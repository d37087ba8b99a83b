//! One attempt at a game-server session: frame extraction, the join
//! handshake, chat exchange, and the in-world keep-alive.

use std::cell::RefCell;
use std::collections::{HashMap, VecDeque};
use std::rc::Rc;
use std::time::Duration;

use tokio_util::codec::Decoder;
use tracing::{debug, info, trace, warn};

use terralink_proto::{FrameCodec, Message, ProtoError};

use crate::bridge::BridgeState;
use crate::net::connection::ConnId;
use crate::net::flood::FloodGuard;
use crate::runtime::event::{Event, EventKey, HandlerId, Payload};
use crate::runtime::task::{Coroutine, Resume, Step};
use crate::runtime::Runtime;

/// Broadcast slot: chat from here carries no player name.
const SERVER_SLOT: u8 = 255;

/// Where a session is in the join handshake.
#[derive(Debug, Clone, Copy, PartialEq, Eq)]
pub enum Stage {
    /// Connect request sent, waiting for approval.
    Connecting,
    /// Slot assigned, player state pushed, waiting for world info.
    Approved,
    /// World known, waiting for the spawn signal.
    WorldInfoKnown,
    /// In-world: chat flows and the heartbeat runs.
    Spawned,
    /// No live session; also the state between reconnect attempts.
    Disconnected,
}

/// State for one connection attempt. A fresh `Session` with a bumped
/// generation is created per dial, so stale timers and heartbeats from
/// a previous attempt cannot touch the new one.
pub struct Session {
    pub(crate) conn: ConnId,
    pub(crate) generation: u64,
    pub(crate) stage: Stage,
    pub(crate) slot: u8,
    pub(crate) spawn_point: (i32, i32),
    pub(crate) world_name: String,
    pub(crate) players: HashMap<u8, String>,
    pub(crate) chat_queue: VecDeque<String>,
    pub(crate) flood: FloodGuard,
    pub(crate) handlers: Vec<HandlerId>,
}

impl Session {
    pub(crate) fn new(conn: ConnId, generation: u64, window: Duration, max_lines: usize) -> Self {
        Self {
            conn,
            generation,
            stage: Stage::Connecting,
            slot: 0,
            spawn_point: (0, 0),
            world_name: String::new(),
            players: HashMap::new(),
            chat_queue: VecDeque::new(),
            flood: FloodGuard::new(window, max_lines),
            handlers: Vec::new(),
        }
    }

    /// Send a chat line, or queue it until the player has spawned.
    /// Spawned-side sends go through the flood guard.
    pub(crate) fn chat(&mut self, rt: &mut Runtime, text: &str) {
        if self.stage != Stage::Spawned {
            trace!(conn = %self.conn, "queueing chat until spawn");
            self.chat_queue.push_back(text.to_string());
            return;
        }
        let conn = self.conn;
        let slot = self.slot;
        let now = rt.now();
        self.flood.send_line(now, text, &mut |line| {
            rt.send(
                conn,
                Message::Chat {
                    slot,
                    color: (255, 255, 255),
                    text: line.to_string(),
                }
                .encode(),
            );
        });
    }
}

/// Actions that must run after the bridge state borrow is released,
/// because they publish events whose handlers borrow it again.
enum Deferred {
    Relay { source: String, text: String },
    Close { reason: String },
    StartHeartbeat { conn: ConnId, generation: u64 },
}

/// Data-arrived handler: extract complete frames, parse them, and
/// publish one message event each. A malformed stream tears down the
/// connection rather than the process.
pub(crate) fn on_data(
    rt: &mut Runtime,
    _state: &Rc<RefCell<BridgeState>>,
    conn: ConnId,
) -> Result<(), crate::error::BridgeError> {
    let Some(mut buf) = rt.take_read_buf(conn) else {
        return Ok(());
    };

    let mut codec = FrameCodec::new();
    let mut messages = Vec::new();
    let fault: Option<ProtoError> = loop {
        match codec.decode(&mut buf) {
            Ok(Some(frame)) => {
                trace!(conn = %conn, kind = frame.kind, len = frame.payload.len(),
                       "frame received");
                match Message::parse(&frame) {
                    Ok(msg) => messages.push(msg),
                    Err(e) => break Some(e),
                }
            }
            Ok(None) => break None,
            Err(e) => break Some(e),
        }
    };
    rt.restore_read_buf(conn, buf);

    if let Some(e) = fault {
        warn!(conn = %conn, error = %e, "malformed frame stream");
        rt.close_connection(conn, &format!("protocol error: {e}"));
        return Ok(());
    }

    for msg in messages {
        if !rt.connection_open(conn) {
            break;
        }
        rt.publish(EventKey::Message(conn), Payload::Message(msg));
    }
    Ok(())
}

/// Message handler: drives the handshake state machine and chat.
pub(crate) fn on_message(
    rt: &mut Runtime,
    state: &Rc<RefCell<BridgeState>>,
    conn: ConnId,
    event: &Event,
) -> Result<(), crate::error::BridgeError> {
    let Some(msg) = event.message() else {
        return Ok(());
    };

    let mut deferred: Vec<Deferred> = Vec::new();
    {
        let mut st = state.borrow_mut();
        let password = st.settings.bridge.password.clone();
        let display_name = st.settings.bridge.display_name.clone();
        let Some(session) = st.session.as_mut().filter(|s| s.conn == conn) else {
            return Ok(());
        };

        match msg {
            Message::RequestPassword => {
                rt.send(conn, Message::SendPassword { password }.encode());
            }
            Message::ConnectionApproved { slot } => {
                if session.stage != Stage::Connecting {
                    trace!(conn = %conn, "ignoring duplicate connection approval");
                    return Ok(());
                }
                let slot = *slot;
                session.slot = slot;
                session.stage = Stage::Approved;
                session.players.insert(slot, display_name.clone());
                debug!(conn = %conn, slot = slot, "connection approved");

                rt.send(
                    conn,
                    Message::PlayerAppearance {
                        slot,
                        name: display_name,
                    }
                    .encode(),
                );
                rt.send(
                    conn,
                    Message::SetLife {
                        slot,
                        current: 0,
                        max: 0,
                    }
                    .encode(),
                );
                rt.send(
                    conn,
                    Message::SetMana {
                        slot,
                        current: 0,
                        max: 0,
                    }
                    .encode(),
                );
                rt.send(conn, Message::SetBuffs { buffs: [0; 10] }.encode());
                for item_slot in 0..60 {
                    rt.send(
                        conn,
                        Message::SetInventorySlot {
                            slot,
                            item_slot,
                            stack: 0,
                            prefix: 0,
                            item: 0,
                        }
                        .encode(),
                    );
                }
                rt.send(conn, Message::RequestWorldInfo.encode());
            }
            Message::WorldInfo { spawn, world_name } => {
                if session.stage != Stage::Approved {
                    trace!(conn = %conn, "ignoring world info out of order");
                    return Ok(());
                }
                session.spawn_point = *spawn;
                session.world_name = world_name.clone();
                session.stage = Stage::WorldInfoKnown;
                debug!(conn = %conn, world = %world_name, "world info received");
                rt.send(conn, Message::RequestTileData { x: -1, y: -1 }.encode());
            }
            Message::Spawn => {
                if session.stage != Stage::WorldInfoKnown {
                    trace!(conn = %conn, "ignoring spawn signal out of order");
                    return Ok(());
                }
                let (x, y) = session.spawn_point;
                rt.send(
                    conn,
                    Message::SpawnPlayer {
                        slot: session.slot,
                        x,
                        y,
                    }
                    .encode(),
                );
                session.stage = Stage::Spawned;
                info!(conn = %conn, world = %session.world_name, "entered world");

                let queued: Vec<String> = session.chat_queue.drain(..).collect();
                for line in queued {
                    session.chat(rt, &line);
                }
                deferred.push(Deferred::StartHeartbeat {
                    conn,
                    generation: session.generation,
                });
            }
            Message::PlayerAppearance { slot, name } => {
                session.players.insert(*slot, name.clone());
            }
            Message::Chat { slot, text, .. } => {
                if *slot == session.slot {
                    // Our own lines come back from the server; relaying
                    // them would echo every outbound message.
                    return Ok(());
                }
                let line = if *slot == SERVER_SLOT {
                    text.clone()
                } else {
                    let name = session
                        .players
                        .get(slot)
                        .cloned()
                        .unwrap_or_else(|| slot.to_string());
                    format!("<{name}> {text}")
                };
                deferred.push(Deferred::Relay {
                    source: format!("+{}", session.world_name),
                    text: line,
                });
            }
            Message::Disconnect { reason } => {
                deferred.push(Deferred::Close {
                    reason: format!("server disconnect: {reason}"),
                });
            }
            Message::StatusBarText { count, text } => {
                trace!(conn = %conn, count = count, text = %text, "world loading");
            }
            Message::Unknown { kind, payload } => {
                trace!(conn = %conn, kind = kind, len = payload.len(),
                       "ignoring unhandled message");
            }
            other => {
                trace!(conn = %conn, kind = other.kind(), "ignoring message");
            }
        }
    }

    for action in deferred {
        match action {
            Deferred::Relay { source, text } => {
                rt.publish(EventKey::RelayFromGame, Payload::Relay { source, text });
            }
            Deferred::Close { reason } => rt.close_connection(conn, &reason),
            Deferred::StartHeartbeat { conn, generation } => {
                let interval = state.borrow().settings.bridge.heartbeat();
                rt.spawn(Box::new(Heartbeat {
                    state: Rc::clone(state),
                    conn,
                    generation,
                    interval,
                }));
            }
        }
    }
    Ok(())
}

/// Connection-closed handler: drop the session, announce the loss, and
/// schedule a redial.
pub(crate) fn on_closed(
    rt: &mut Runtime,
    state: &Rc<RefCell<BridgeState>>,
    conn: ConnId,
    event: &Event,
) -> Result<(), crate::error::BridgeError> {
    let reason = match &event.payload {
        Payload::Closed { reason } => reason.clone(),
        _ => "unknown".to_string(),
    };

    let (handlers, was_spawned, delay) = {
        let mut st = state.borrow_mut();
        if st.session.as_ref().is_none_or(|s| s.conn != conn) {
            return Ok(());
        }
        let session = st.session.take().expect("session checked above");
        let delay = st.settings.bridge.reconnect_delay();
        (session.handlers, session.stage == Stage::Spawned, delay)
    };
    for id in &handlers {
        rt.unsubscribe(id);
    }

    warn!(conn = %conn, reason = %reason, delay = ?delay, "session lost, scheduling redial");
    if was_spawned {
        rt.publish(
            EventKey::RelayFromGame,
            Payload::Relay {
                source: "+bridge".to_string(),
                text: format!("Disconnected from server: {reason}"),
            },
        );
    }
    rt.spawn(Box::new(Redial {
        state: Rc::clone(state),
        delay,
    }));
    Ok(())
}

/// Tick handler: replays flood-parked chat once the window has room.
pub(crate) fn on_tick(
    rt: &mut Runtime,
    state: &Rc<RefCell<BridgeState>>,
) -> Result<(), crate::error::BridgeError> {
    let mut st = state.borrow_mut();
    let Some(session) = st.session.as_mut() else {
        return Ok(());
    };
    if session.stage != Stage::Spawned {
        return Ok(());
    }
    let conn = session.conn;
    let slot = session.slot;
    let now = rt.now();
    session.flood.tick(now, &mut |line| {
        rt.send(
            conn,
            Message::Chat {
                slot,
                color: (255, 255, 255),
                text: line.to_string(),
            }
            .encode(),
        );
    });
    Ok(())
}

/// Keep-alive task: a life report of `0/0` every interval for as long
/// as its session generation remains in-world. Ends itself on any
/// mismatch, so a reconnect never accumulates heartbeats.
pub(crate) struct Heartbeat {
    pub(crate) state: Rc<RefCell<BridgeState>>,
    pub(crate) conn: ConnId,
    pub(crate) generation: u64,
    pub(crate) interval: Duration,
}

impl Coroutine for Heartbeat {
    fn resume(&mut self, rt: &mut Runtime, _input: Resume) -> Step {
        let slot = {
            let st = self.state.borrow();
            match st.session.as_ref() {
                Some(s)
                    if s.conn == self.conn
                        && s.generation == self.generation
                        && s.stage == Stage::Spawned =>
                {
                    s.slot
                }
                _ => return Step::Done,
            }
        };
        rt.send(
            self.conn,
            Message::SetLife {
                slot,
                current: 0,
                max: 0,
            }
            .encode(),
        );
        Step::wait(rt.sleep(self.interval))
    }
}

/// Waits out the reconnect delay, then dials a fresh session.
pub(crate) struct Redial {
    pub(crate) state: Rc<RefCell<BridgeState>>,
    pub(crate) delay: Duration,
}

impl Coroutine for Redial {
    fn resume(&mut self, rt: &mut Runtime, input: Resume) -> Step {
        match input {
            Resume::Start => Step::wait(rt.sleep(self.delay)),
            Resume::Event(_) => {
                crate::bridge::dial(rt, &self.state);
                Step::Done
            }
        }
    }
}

## [What you should do]
What belongs in the answer is each line from the listing above that contains "fresh".

## [Written response]
/// State for one connection attempt. A fresh `Session` with a bumped
/// Waits out the reconnect delay, then dials a fresh session.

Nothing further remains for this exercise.